- **Study material**

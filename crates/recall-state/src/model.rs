//! Data model shared by every storage backend
//!
//! - `DialogContext`: token-bounded message history for one user
//! - `UserPreferences`: preference attributes derived by analysis
//!
//! Records handed out by a store are snapshots; mutating them has no effect
//! on the store.

use chrono::{DateTime, Duration, Utc};
use serde::{Deserialize, Serialize};

/// Default ceiling on `DialogContext::total_tokens`.
pub const DEFAULT_TOKEN_LIMIT: usize = 20_000;

/// Chat platform user identifier.
#[derive(Debug, Clone, Copy, PartialEq, Eq, Hash, PartialOrd, Ord, Serialize, Deserialize)]
pub struct UserId(pub i64);

impl std::fmt::Display for UserId {
    fn fmt(&self, f: &mut std::fmt::Formatter<'_>) -> std::fmt::Result {
        write!(f, "{}", self.0)
    }
}

impl From<i64> for UserId {
    fn from(id: i64) -> Self {
        UserId(id)
    }
}

// ---------------------------------------------------------------------------
// Messages and dialog context
// ---------------------------------------------------------------------------

/// A message as submitted by a caller, before the store stamps it.
#[derive(Debug, Clone, PartialEq, Eq)]
pub struct NewMessage {
    pub is_user: bool,
    pub text: String,
}

impl NewMessage {
    pub fn user(text: impl Into<String>) -> Self {
        Self {
            is_user: true,
            text: text.into(),
        }
    }

    pub fn assistant(text: impl Into<String>) -> Self {
        Self {
            is_user: false,
            text: text.into(),
        }
    }

    /// Stamp the message: count its token-units and set the timestamp.
    pub fn into_message(self) -> Message {
        Message {
            token_count: count_tokens(&self.text),
            is_user: self.is_user,
            text: self.text,
            timestamp: Utc::now(),
        }
    }
}

/// Length-based token proxy: one unit per Unicode scalar value.
pub fn count_tokens(text: &str) -> usize {
    text.chars().count()
}

/// A stored message. Immutable once appended.
#[derive(Debug, Clone, PartialEq, Eq, Serialize, Deserialize)]
pub struct Message {
    pub is_user: bool,
    pub text: String,
    pub token_count: usize,
    pub timestamp: DateTime<Utc>,
}

/// Per-user conversation history, oldest message first.
///
/// Invariant: `total_tokens` equals the sum of `token_count` over `messages`.
#[derive(Debug, Clone, PartialEq, Eq, Serialize, Deserialize)]
pub struct DialogContext {
    pub user_id: UserId,
    pub topic: Option<String>,
    pub messages: Vec<Message>,
    pub total_tokens: usize,
    pub updated_at: DateTime<Utc>,
}

impl DialogContext {
    /// An empty context, as created by `set_topic` on an unknown user.
    pub fn empty(user_id: UserId) -> Self {
        Self {
            user_id,
            topic: None,
            messages: Vec::new(),
            total_tokens: 0,
            updated_at: Utc::now(),
        }
    }

    /// A context holding exactly one message.
    pub fn with_message(user_id: UserId, message: Message) -> Self {
        Self {
            user_id,
            topic: None,
            total_tokens: message.token_count,
            messages: vec![message],
            updated_at: Utc::now(),
        }
    }

    /// Append `message`, then evict the oldest messages while the total
    /// exceeds `token_limit` and more than one message remains.
    ///
    /// Each eviction subtracts the token count of the message it removes.
    /// Returns the number of evicted messages.
    pub fn push(&mut self, message: Message, token_limit: usize) -> usize {
        self.total_tokens += message.token_count;
        self.messages.push(message);

        let mut evicted = 0;
        while self.total_tokens > token_limit && self.messages.len() - evicted > 1 {
            self.total_tokens -= self.messages[evicted].token_count;
            evicted += 1;
        }
        self.messages.drain(..evicted);
        self.updated_at = Utc::now();
        evicted
    }

    /// Set the topic. A blank topic clears it.
    pub fn set_topic(&mut self, topic: &str) {
        let topic = topic.trim();
        self.topic = (!topic.is_empty()).then(|| topic.to_string());
        self.updated_at = Utc::now();
    }

    /// Number of user-authored messages.
    pub fn user_message_count(&self) -> usize {
        self.messages.iter().filter(|m| m.is_user).count()
    }

    /// Texts of user-authored messages, oldest first.
    pub fn user_texts(&self) -> Vec<&str> {
        self.messages
            .iter()
            .filter(|m| m.is_user)
            .map(|m| m.text.as_str())
            .collect()
    }
}

// ---------------------------------------------------------------------------
// Preference attributes
// ---------------------------------------------------------------------------

/// Declares a closed preference vocabulary with an `Unknown` fallback.
///
/// Labels are parsed case-insensitively; anything outside the vocabulary
/// maps to `Unknown` rather than failing.
macro_rules! preference_enum {
    ($(#[$meta:meta])* $name:ident { $($variant:ident => $label:literal),+ $(,)? }) => {
        $(#[$meta])*
        #[derive(Debug, Clone, Copy, PartialEq, Eq, Hash, Default, Serialize, Deserialize)]
        #[serde(rename_all = "lowercase")]
        pub enum $name {
            $($variant,)+
            #[default]
            #[serde(other)]
            Unknown,
        }

        impl $name {
            pub fn as_str(&self) -> &'static str {
                match self {
                    $($name::$variant => $label,)+
                    $name::Unknown => "unknown",
                }
            }

            pub fn from_label(label: &str) -> Self {
                match label.trim().to_ascii_lowercase().as_str() {
                    $($label => $name::$variant,)+
                    _ => $name::Unknown,
                }
            }

            pub fn is_known(&self) -> bool {
                !matches!(self, $name::Unknown)
            }
        }

        impl std::fmt::Display for $name {
            fn fmt(&self, f: &mut std::fmt::Formatter<'_>) -> std::fmt::Result {
                f.write_str(self.as_str())
            }
        }
    };
}

preference_enum!(
    /// How formally the user writes.
    Formality { Formal => "formal", Informal => "informal", Neutral => "neutral" }
);

preference_enum!(
    /// How much detail the user puts into messages.
    Verbosity { Verbose => "verbose", Concise => "concise", Balanced => "balanced" }
);

preference_enum!(
    /// Technical vocabulary level.
    TechnicalLevel { Beginner => "beginner", Intermediate => "intermediate", Expert => "expert" }
);

preference_enum!(
    /// How much humor the user uses.
    HumorPreference { None => "none", Occasional => "occasional", Frequent => "frequent" }
);

preference_enum!(
    /// Expected length of replies.
    ResponseLength { Short => "short", Medium => "medium", Long => "long" }
);

/// The seven-field object returned by the completion service.
#[derive(Debug, Clone, PartialEq, Eq, Serialize, Deserialize)]
pub struct PreferencesAnalysis {
    pub preferred_language: String,
    pub formality: String,
    pub verbosity: String,
    pub favorite_topics: Vec<String>,
    pub technical_level: String,
    pub humor_preference: String,
    pub response_length: String,
}

/// Preference record for one user.
///
/// `created_at` is set once. `last_message_at` and `last_analysis_at` only
/// move forward; stores enforce both on save.
#[derive(Debug, Clone, PartialEq, Eq, Serialize, Deserialize)]
pub struct UserPreferences {
    pub user_id: UserId,
    pub preferred_language: String,
    pub formality: Formality,
    pub verbosity: Verbosity,
    pub favorite_topics: Vec<String>,
    pub technical_level: TechnicalLevel,
    pub humor_preference: HumorPreference,
    pub response_length: ResponseLength,
    pub last_analysis_at: Option<DateTime<Utc>>,
    pub last_message_at: Option<DateTime<Utc>>,
    pub created_at: DateTime<Utc>,
    pub updated_at: DateTime<Utc>,
}

impl UserPreferences {
    /// A blank record with no analysed attributes.
    pub fn new(user_id: UserId) -> Self {
        let now = Utc::now();
        Self {
            user_id,
            preferred_language: String::new(),
            formality: Formality::Unknown,
            verbosity: Verbosity::Unknown,
            favorite_topics: Vec::new(),
            technical_level: TechnicalLevel::Unknown,
            humor_preference: HumorPreference::Unknown,
            response_length: ResponseLength::Unknown,
            last_analysis_at: None,
            last_message_at: None,
            created_at: now,
            updated_at: now,
        }
    }

    /// Overwrite the analysed attributes from a completion result.
    pub fn apply_analysis(&mut self, analysis: PreferencesAnalysis) {
        self.preferred_language = analysis.preferred_language.trim().to_string();
        self.formality = Formality::from_label(&analysis.formality);
        self.verbosity = Verbosity::from_label(&analysis.verbosity);
        self.favorite_topics = analysis
            .favorite_topics
            .into_iter()
            .map(|t| t.trim().to_string())
            .filter(|t| !t.is_empty())
            .collect();
        self.technical_level = TechnicalLevel::from_label(&analysis.technical_level);
        self.humor_preference = HumorPreference::from_label(&analysis.humor_preference);
        self.response_length = ResponseLength::from_label(&analysis.response_length);
    }

    /// Re-analysis eligibility.
    ///
    /// True iff there is a message newer than the last analysis and either
    /// no analysis has run yet or the last one is older than `cutoff`.
    pub fn needs_analysis(&self, now: DateTime<Utc>, cutoff: Duration) -> bool {
        let Some(last_message) = self.last_message_at else {
            return false;
        };
        match self.last_analysis_at {
            None => true,
            Some(last_analysis) => last_message > last_analysis && now - last_analysis > cutoff,
        }
    }

    /// Fold an incoming record onto the stored one, applying the save rules:
    /// keep `created_at`, never move timestamps backwards, bump `updated_at`.
    pub fn merged_onto(mut self, existing: Option<&UserPreferences>, now: DateTime<Utc>) -> Self {
        if let Some(existing) = existing {
            self.created_at = existing.created_at;
            self.last_message_at = latest(self.last_message_at, existing.last_message_at);
            self.last_analysis_at = latest(self.last_analysis_at, existing.last_analysis_at);
        } else {
            self.created_at = now;
        }
        self.updated_at = now;
        self
    }

    /// Short instruction block describing the analysed preferences.
    ///
    /// Empty until the first successful analysis.
    pub fn prompt_hint(&self) -> String {
        if self.last_analysis_at.is_none() {
            return String::new();
        }

        let mut lines = Vec::new();
        if !self.preferred_language.is_empty() {
            lines.push(format!("- Preferred language: {}", self.preferred_language));
        }
        if self.formality.is_known() {
            lines.push(format!("- Formality: {}", self.formality));
        }
        if self.verbosity.is_known() {
            lines.push(format!("- Verbosity: {}", self.verbosity));
        }
        if !self.favorite_topics.is_empty() {
            lines.push(format!("- Favorite topics: {}", self.favorite_topics.join(", ")));
        }
        if self.technical_level.is_known() {
            lines.push(format!("- Technical level: {}", self.technical_level));
        }
        if self.humor_preference.is_known() {
            lines.push(format!("- Humor: {}", self.humor_preference));
        }
        if self.response_length.is_known() {
            lines.push(format!("- Response length: {}", self.response_length));
        }

        if lines.is_empty() {
            return String::new();
        }
        format!(
            "User preferences (adapt your reply accordingly):\n{}",
            lines.join("\n")
        )
    }
}
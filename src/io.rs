//! The I/O engine: translates descriptor-relative byte ranges into a
//! sequence of block reads/writes along a file's FAT chain, allocating new
//! blocks on write when needed, using a bounce buffer for partial-block
//! access.
//!
//! `count` is clamped to the remaining file size up front, so a read can
//! never walk past the chain's logical end.

use log::{trace, warn};

use crate::block::{BlockDevice, BLOCK_SIZE};
use crate::error::Result;
use crate::fat::{Fat, Walk};

fn disk_block(data_index: u16, fat_index: u16) -> u64 {
    data_index as u64 + fat_index as u64
}

/// Read up to `buf.len()` bytes starting at `offset` from a file whose
/// current size is `size` and whose FAT chain starts at `first_block`.
///
/// Returns the number of bytes actually copied into `buf`.
pub fn read(
    device: &mut BlockDevice,
    fat: &Fat,
    data_index: u16,
    first_block: u16,
    size: u64,
    offset: u64,
    buf: &mut [u8],
) -> Result<usize> {
    if buf.is_empty() {
        return Ok(0);
    }

    let remaining_in_file = size.saturating_sub(offset);
    let effective_count = (buf.len() as u64).min(remaining_in_file) as usize;
    if effective_count == 0 {
        return Ok(0);
    }

    let mut block = match fat.walk(first_block, offset)? {
        Walk::Block(b) => b,
        Walk::ChainEnded => return Ok(0),
    };

    let mut remaining = effective_count;
    let mut buf_off = 0usize;
    let mut cur_offset = offset;
    let mut first_iter = true;

    while remaining > 0 {
        let left = if first_iter {
            (cur_offset % BLOCK_SIZE as u64) as usize
        } else {
            0
        };
        let right = if remaining + left < BLOCK_SIZE {
            BLOCK_SIZE - left - remaining
        } else {
            0
        };

        let mut bounce = [0u8; BLOCK_SIZE];
        device.read_block(disk_block(data_index, block), &mut bounce)?;

        let to_copy = BLOCK_SIZE - left - right;
        buf[buf_off..buf_off + to_copy].copy_from_slice(&bounce[left..left + to_copy]);
        trace!("read {} bytes from block {} (left={left}, right={right})", to_copy, block);

        buf_off += to_copy;
        cur_offset += to_copy as u64;
        remaining -= to_copy;
        first_iter = false;

        if remaining > 0 {
            block = match fat.walk(block, BLOCK_SIZE as u64)? {
                Walk::Block(b) => b,
                Walk::ChainEnded => break,
            };
        }
    }

    Ok(buf_off)
}

/// Write `buf` starting at `offset` into a file whose FAT chain starts at
/// `first_block`, extending the chain as needed.
///
/// Returns the number of bytes actually written and the offset reached
/// (`offset + bytes_written`); the caller is responsible for updating the
/// entry's size to `max(old_size, offset_reached)`.
pub fn write(
    device: &mut BlockDevice,
    fat: &mut Fat,
    data_index: u16,
    first_block: u16,
    offset: u64,
    buf: &[u8],
) -> Result<(usize, u64)> {
    if buf.is_empty() {
        return Ok((0, offset));
    }

    let mut block_opt = match fat.walk(first_block, offset)? {
        Walk::Block(b) => Some(b),
        Walk::ChainEnded => None,
    };

    let mut remaining = buf.len();
    let mut buf_off = 0usize;
    let mut cur_offset = offset;
    let mut first_iter = true;

    while remaining > 0 {
        let block = match block_opt {
            Some(b) => b,
            None => match fat.extend(first_block)? {
                Some(b) => b,
                None => {
                    warn!("disk full after writing {} of {} bytes", buf_off, buf.len());
                    break;
                }
            },
        };

        let left = if first_iter {
            (cur_offset % BLOCK_SIZE as u64) as usize
        } else {
            0
        };
        let right = if remaining + left < BLOCK_SIZE {
            BLOCK_SIZE - left - remaining
        } else {
            0
        };

        let mut bounce = [0u8; BLOCK_SIZE];
        if left != 0 || right != 0 {
            device.read_block(disk_block(data_index, block), &mut bounce)?;
        }

        let to_write = BLOCK_SIZE - left - right;
        bounce[left..left + to_write].copy_from_slice(&buf[buf_off..buf_off + to_write]);
        device.write_block(disk_block(data_index, block), &bounce)?;
        trace!("wrote {} bytes to block {} (left={left}, right={right})", to_write, block);

        buf_off += to_write;
        cur_offset += to_write as u64;
        remaining -= to_write;
        first_iter = false;

        if remaining > 0 {
            block_opt = match fat.walk(block, BLOCK_SIZE as u64)? {
                Walk::Block(b) => Some(b),
                Walk::ChainEnded => None,
            };
        }
    }

    Ok((buf_off, cur_offset))
}
//! The block device: a thin wrapper over a host file providing fixed-size
//! block read/write and a block count.

use std::fs::{File, OpenOptions};
use std::io::{Read, Seek, SeekFrom, Write};
use std::path::Path;

use log::error;

use crate::error::{Error, Result};

/// Size of a disk block in bytes.
pub const BLOCK_SIZE: usize = 4096;

/// An open virtual disk image, backed by a regular host file.
///
/// The image's size must be an exact multiple of [`BLOCK_SIZE`].
pub struct BlockDevice {
    file: File,
    count: u64,
}

impl BlockDevice {
    /// Open virtual disk file `path`.
    pub fn open<P: AsRef<Path>>(path: P) -> Result<Self> {
        let file = OpenOptions::new().read(true).write(true).open(path)?;
        let len = file.metadata()?.len();
        if len % BLOCK_SIZE as u64 != 0 {
            error!(
                "disk image size {} is not a multiple of block size {}",
                len, BLOCK_SIZE
            );
            return Err(Error::Io(std::io::Error::new(
                std::io::ErrorKind::InvalidData,
                "disk image size is not a multiple of the block size",
            )));
        }
        Ok(BlockDevice {
            file,
            count: len / BLOCK_SIZE as u64,
        })
    }

    /// Number of blocks in the currently open disk.
    pub fn count(&self) -> u64 {
        self.count
    }

    fn check_bounds(&self, block: u64) -> Result<()> {
        if block >= self.count {
            error!("block index out of bounds ({}/{})", block, self.count);
            return Err(Error::Io(std::io::Error::new(
                std::io::ErrorKind::InvalidInput,
                "block index out of bounds",
            )));
        }
        Ok(())
    }

    /// Read block `block` (`BLOCK_SIZE` bytes) into `buf`.
    pub fn read_block(&mut self, block: u64, buf: &mut [u8; BLOCK_SIZE]) -> Result<()> {
        self.check_bounds(block)?;
        self.file.seek(SeekFrom::Start(block * BLOCK_SIZE as u64))?;
        self.file.read_exact(buf)?;
        Ok(())
    }

    /// Write `buf` (`BLOCK_SIZE` bytes) to block `block`.
    pub fn write_block(&mut self, block: u64, buf: &[u8; BLOCK_SIZE]) -> Result<()> {
        self.check_bounds(block)?;
        self.file.seek(SeekFrom::Start(block * BLOCK_SIZE as u64))?;
        self.file.write_all(buf)?;
        Ok(())
    }
}
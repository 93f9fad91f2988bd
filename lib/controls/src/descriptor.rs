use serde::{Deserialize, Serialize};

#[derive(Serialize, Deserialize, Debug, Clone, PartialEq, Eq)]
/// What a single physical input does in a game
pub struct ControlLabel {
    /// Canonical control code, e.g. `P1_BUTTON1`
    pub code: String,
    /// Free text, copied verbatim from the source
    pub action: String,
}

#[derive(Serialize, Deserialize, Debug, Clone, PartialEq, Eq)]
/// Labels belonging to one player, in source order
pub struct PlayerControls {
    pub number: u32,
    pub labels: Vec<ControlLabel>,
}

#[derive(Serialize, Deserialize, Debug, Clone, PartialEq, Eq)]
/// Canonical control layout of a ROM, whichever source it came from
pub struct ControlDescriptor {
    pub romname: String,
    pub display_name: String,
    pub num_players: u32,
    pub alternating: bool,
    pub mirrored: bool,
    pub misc_details: Option<String>,
    pub players: Vec<PlayerControls>,
}

impl ControlDescriptor {
    /// Every label across every player, players in order
    pub fn labels(&self) -> impl Iterator<Item = &ControlLabel> {
        self.players.iter().flat_map(|player| player.labels.iter())
    }

    /// First label carrying this control code
    pub fn label_for(&self, code: &str) -> Option<&ControlLabel> {
        self.labels().find(|label| label.code == code)
    }

    /// Re-home a copy of another ROM's layout under `romname`, tagging the display name
    pub(crate) fn borrowed_by(mut self, romname: &str, suffix: &str) -> Self {
        self.romname = romname.to_string();
        self.display_name.push_str(suffix);
        self
    }
}
//! Turns every raw source schema into a [ControlDescriptor]
//!
//! Nothing in here fails, a field that is missing or nonsensical degrades to its default since
//! half a layout is more useful to the emitter than none

use crate::{
    descriptor::{ControlDescriptor, ControlLabel, PlayerControls},
    source::{Category, FastControl, FastPayload, PrimaryRecord},
};
use serde_json::Value;

#[derive(Debug, Clone, Copy)]
/// A raw record from any of the supported sources
pub enum RawRecord<'a> {
    /// Record of the primary source
    Primary(&'a PrimaryRecord),
    /// Fast source payload, `parent` is the entry the payload was found under when it came from a clone
    Fast {
        payload: &'a FastPayload,
        parent: Option<&'a FastPayload>,
    },
    /// Built in cabinet default
    Category(Category),
}

/// Normalize a raw record into the canonical descriptor for `romname`
pub fn normalize(romname: &str, record: RawRecord<'_>) -> ControlDescriptor {
    match record {
        RawRecord::Primary(record) => ControlDescriptor {
            romname: romname.to_string(),
            display_name: display_name(record.gamename.as_deref(), romname),
            num_players: player_count(record.num_players.as_ref()),
            alternating: flag(record.alternating.as_ref()),
            mirrored: flag(record.mirrored.as_ref()),
            misc_details: non_empty(record.misc_details.as_deref()),
            players: record
                .players
                .iter()
                .enumerate()
                .map(|(index, player)| PlayerControls {
                    number: player
                        .number
                        .as_ref()
                        .and_then(integer)
                        .unwrap_or(index as u32 + 1),
                    labels: player
                        .labels
                        .iter()
                        .map(|label| ControlLabel {
                            code: label.name.clone(),
                            action: label.value.clone(),
                        })
                        .collect(),
                })
                .collect(),
        },
        RawRecord::Fast { payload, parent } => {
            let inherited = |field: fn(&FastPayload) -> Option<&Value>| {
                field(payload).or_else(|| parent.and_then(field))
            };

            // The parent names the game, the clone only lends its controls
            let description = parent
                .and_then(|parent| non_empty(parent.description.as_deref()))
                .or_else(|| non_empty(payload.description.as_deref()));

            ControlDescriptor {
                romname: romname.to_string(),
                display_name: display_name(description.as_deref(), romname),
                num_players: player_count(inherited(|payload| payload.playercount.as_ref())),
                alternating: flag(inherited(|payload| payload.alternating.as_ref())),
                mirrored: flag(inherited(|payload| payload.mirrored.as_ref())),
                misc_details: non_empty(payload.misc.as_deref())
                    .or_else(|| parent.and_then(|parent| non_empty(parent.misc.as_deref()))),
                players: group_by_player(&payload.controls),
            }
        }
        RawRecord::Category(category) => ControlDescriptor {
            romname: romname.to_string(),
            display_name: display_name(None, romname),
            num_players: 1,
            alternating: false,
            mirrored: false,
            misc_details: Some(category.details().to_string()),
            players: vec![PlayerControls {
                number: 1,
                labels: category
                    .labels()
                    .iter()
                    .map(|(code, action)| ControlLabel {
                        code: code.to_string(),
                        action: action.to_string(),
                    })
                    .collect(),
            }],
        },
    }
}

fn non_empty(value: Option<&str>) -> Option<String> {
    value
        .filter(|value| !value.trim().is_empty())
        .map(str::to_string)
}

fn display_name(description: Option<&str>, romname: &str) -> String {
    non_empty(description).unwrap_or_else(|| romname.to_string())
}

fn integer(value: &Value) -> Option<u32> {
    match value {
        Value::Number(number) => number
            .as_u64()
            .or_else(|| {
                number
                    .as_f64()
                    .filter(|float| float.fract() == 0.0 && *float >= 0.0)
                    .map(|float| float as u64)
            })
            .and_then(|number| u32::try_from(number).ok()),
        Value::String(string) => string.trim().parse().ok(),
        _ => None,
    }
}

fn player_count(value: Option<&Value>) -> u32 {
    value.and_then(integer).unwrap_or(1)
}

fn flag(value: Option<&Value>) -> bool {
    match value {
        Some(Value::Bool(flag)) => *flag,
        Some(Value::Number(number)) => number.as_f64().is_some_and(|number| number != 0.0),
        Some(Value::String(string)) => matches!(
            string.trim().to_ascii_lowercase().as_str(),
            "true" | "yes" | "1"
        ),
        _ => false,
    }
}

/// Player number encoded in a `P<n>_` code prefix
fn player_of(code: &str) -> Option<u32> {
    let rest = code.strip_prefix('P')?;
    let (number, _) = rest.split_once('_')?;

    number.parse().ok()
}

/// Group flat controls into players in order of first appearance, unprefixed codes go to player 1
fn group_by_player(controls: &[FastControl]) -> Vec<PlayerControls> {
    let mut players: Vec<PlayerControls> = Vec::new();

    for control in controls {
        let number = player_of(&control.name).unwrap_or(1);
        let label = ControlLabel {
            code: control.name.clone(),
            action: control.desc.clone(),
        };

        match players.iter_mut().find(|player| player.number == number) {
            Some(player) => player.labels.push(label),
            None => players.push(PlayerControls {
                number,
                labels: vec![label],
            }),
        }
    }

    players
}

- **Try it**
How many lines of the listing contain "vocabulary"? Say only that number.

- **Exercise output**
3